Roger Ailes, the embattled ex-CEO of Fox News, found himself in the news again this week, as a bombshell report broke, claiming that Ailes managed an off-the-books operation from his position at the conservative news company.
Earlier this year, allegations of sexual harassment were levied against Ailes by former Fox host Gretchen Carlson. After Carlson broke her silence, a host of other current and former employees spoke up—including the network’s brightest star, Megyn Kelly. The resulting tumult lead to an internal investigation by Fox, which resulted in Ailes stepping down from his long-time role steering the news organization.
However, it may have been a case of too little, too late to salvage Ailes’ reputation; this week, sources familiar with the investigation told Gabriel Sherman of New York Magazine that Ailes had an undercover operation hiding in plain sight at the network’s New York headquarters. In addition to using company funds to pay a series of settlements connected to past sexual harassment allegations, Ailes also had an entire staff of investigators, public relations pros, and political operatives working out of an office on the 14th floor known to employees as “The Black Room.”
Their task? Investigating the powerful CEO’s enemies (sometimes following them or their spouses), reporting directly to his personal lawyer, and rolling out negative PR campaigns against them. These campaigns, designed to punish those who stood in the way of Ailes’ goals or planned to publish pieces critical of Ailes or the network, involved things like negative PR leaks, setting up websites critical of the boss’ enemies, or seeking to deny them career opportunities.

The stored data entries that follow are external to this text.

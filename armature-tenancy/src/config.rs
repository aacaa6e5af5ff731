//! Configuration for tenant lifecycle management.
//!
//! Settings come from the connection string. Parameters prefixed with `gmt_`
//! configure retries and are stripped before the URL is handed to the
//! driver:
//!
//! | Parameter | Type | Default |
//! |-----------|------|---------|
//! | `gmt_disable_retry` | bool | `false` |
//! | `gmt_max_retries` | integer | `6` |
//! | `gmt_retry_interval` | duration (`2s`, `500ms`) | `2s` |
//! | `gmt_retry_max_interval` | duration | `30s` |
//!
//! ```
//! use armature_tenancy::TenancyConfig;
//! use std::time::Duration;
//!
//! let config = TenancyConfig::parse(
//!     "postgres://app@localhost/app?sslmode=disable&gmt_max_retries=3&gmt_retry_interval=500ms",
//! )
//! .unwrap();
//!
//! assert_eq!(config.scheme(), "postgres");
//! assert_eq!(config.driver_url(), "postgres://app@localhost/app?sslmode=disable");
//! assert_eq!(config.retry_policy().unwrap().interval, Duration::from_millis(500));
//! ```

use crate::error::{TenancyError, TenancyResult};
use crate::namespace;
use crate::retry::RetryPolicy;
use humantime_serde::re::humantime;
use serde::{Deserialize, Serialize};
use std::time::Duration;
use url::Url;

/// Prefix of the parameters consumed here.
pub const PARAM_PREFIX: &str = "gmt_";

/// Environment variable holding the connection string for [`TenancyConfig::from_env`].
pub const DATABASE_URL_ENV: &str = "DATABASE_URL";

/// Parsed connection settings.
#[derive(Debug, Clone, PartialEq, Eq, Serialize, Deserialize)]
pub struct TenancyConfig {
    /// Lower-cased URL scheme, used to pick the backend.
    pub scheme: String,

    /// Connection string without `gmt_*` parameters.
    pub driver_url: String,

    /// Retry policy for lock acquisition and migrations; `None` disables
    /// retries.
    #[serde(default = "default_retry")]
    pub retry: Option<RetryPolicy>,

    /// Public namespace name.
    #[serde(default = "namespace::public_schema_name")]
    pub public_schema: String,
}

fn default_retry() -> Option<RetryPolicy> {
    Some(RetryPolicy::default())
}

impl TenancyConfig {
    /// Parse a connection string.
    ///
    /// The public namespace is taken from `GMT_PUBLIC_SCHEMA_NAME` (default
    /// `public`) and must be a valid namespace name.
    pub fn parse(dsn: &str) -> TenancyResult<Self> {
        let mut url = Url::parse(dsn)
            .map_err(|e| TenancyError::Config(format!("invalid connection string: {e}")))?;
        let scheme = url.scheme().to_ascii_lowercase();

        let mut retry = RetryPolicy::default();
        let mut disabled = false;
        let mut passthrough = Vec::new();

        for (key, value) in url.query_pairs() {
            match key.as_ref() {
                "gmt_disable_retry" => disabled = parse_bool(&key, &value)?,
                "gmt_max_retries" => {
                    retry.max_retries = value.parse().map_err(|_| invalid(&key, &value))?
                }
                "gmt_retry_interval" => retry.interval = parse_duration(&key, &value)?,
                "gmt_retry_max_interval" => retry.max_interval = parse_duration(&key, &value)?,
                other if other.starts_with(PARAM_PREFIX) => {
                    return Err(TenancyError::Config(format!(
                        "unknown connection parameter `{other}`"
                    )));
                }
                _ => passthrough.push((key.into_owned(), value.into_owned())),
            }
        }

        if retry.interval > retry.max_interval {
            return Err(TenancyError::Config(format!(
                "gmt_retry_interval ({}) exceeds gmt_retry_max_interval ({})",
                humantime::format_duration(retry.interval),
                humantime::format_duration(retry.max_interval)
            )));
        }

        if passthrough.is_empty() {
            url.set_query(None);
        } else {
            url.query_pairs_mut().clear().extend_pairs(passthrough);
        }

        let public_schema = namespace::public_schema_name();
        namespace::validate(&public_schema)?;

        Ok(Self {
            scheme,
            driver_url: url.to_string(),
            retry: (!disabled).then_some(retry),
            public_schema,
        })
    }

    /// Parse the connection string in `DATABASE_URL`.
    pub fn from_env() -> TenancyResult<Self> {
        let dsn = std::env::var(DATABASE_URL_ENV)
            .map_err(|_| TenancyError::Config(format!("{DATABASE_URL_ENV} not set")))?;
        Self::parse(&dsn)
    }

    /// Override the public namespace.
    pub fn with_public_schema(mut self, name: impl Into<String>) -> TenancyResult<Self> {
        let name = name.into();
        namespace::validate(&name)?;
        self.public_schema = name;
        Ok(self)
    }

    /// Replace the retry policy. `None` disables retries.
    pub fn with_retry(mut self, retry: Option<RetryPolicy>) -> Self {
        self.retry = retry;
        self
    }

    /// URL scheme.
    pub fn scheme(&self) -> &str {
        &self.scheme
    }

    /// Connection string for the driver.
    pub fn driver_url(&self) -> &str {
        &self.driver_url
    }

    /// Retry policy, unless retries are disabled.
    pub fn retry_policy(&self) -> Option<RetryPolicy> {
        self.retry
    }

    /// Public namespace name.
    pub fn public_schema(&self) -> &str {
        &self.public_schema
    }
}

fn invalid(key: &str, value: &str) -> TenancyError {
    TenancyError::Config(format!("invalid value `{value}` for `{key}`"))
}

fn parse_bool(key: &str, value: &str) -> TenancyResult<bool> {
    match value.to_ascii_lowercase().as_str() {
        "1" | "t" | "true" => Ok(true),
        "0" | "f" | "false" => Ok(false),
        _ => Err(invalid(key, value)),
    }
}

fn parse_duration(key: &str, value: &str) -> TenancyResult<Duration> {
    humantime::parse_duration(value).map_err(|_| invalid(key, value))
}

#[cfg(test)]
mod tests {
    use super::*;

    #[test]
    fn test_defaults() {
        let config = TenancyConfig::parse("mysql://root@127.0.0.1:3306/app").unwrap();

        assert_eq!(config.scheme(), "mysql");
        assert_eq!(config.driver_url(), "mysql://root@127.0.0.1:3306/app");
        assert_eq!(config.retry_policy(), Some(RetryPolicy::default()));
    }

    #[test]
    fn test_scheme_is_lowercased() {
        let config = TenancyConfig::parse("PostgreSQL://localhost/app").unwrap();
        assert_eq!(config.scheme(), "postgresql");
    }

    #[test]
    fn test_retry_parameters() {
        let config = TenancyConfig::parse(
            "postgres://localhost/app?gmt_max_retries=2&gmt_retry_interval=100ms&gmt_retry_max_interval=1s",
        )
        .unwrap();

        let retry = config.retry_policy().unwrap();
        assert_eq!(retry.max_retries, 2);
        assert_eq!(retry.interval, Duration::from_millis(100));
        assert_eq!(retry.max_interval, Duration::from_secs(1));
        assert_eq!(config.driver_url(), "postgres://localhost/app");
    }

    #[test]
    fn test_disable_retry() {
        let config =
            TenancyConfig::parse("postgres://localhost/app?gmt_disable_retry=true&sslmode=require")
                .unwrap();

        assert_eq!(config.retry_policy(), None);
        assert_eq!(config.driver_url(), "postgres://localhost/app?sslmode=require");
    }

    #[test]
    fn test_invalid_values() {
        for dsn in [
            "postgres://localhost/app?gmt_max_retries=many",
            "postgres://localhost/app?gmt_retry_interval=soon",
            "postgres://localhost/app?gmt_disable_retry=maybe",
            "postgres://localhost/app?gmt_retry_interval=1m&gmt_retry_max_interval=1s",
            "postgres://localhost/app?gmt_unknown=1",
            "not a url",
        ] {
            assert!(
                matches!(TenancyConfig::parse(dsn), Err(TenancyError::Config(_))),
                "{dsn} should be rejected"
            );
        }
    }

    #[test]
    fn test_public_schema_override() {
        let config = TenancyConfig::parse("postgres://localhost/app")
            .unwrap()
            .with_public_schema("shared")
            .unwrap();
        assert_eq!(config.public_schema(), "shared");

        let err = TenancyConfig::parse("postgres://localhost/app")
            .unwrap()
            .with_public_schema("pg_shared")
            .unwrap_err();
        assert!(matches!(err, TenancyError::ReservedPrefix(_)));
    }

    #[test]
    fn test_serde_roundtrip_uses_humantime() {
        let config = TenancyConfig::parse("postgres://localhost/app?gmt_retry_interval=250ms")
            .unwrap();
        let json = serde_json::to_string(&config).unwrap();
        assert!(json.contains("\"250ms\""));

        let back: TenancyConfig = serde_json::from_str(&json).unwrap();
        assert_eq!(back, config);
    }
}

The “black ops unit” seems to have been an open secret at Fox, with employees describing fears of phone tapping and email snooping to reporters
Sources confirmed to Sherman that at least five of Ailes’ personal cadre of investigators have been let go, as other leaders at Fox News are beginning to grasp the breadth of Ailes’ manipulation of company funds.
If true, the story could present yet another legal problem for Ailes; it is illegal for executives of public companies to spend company money—which belongs to shareholders—for personal reasons.
Ailes, who has been a fixture of American media since his days on ‘The Mike Douglas Show’ in the 60s, has not publicly commented on the story. However, his attorney issued a statement saying the allegations “are totally false.”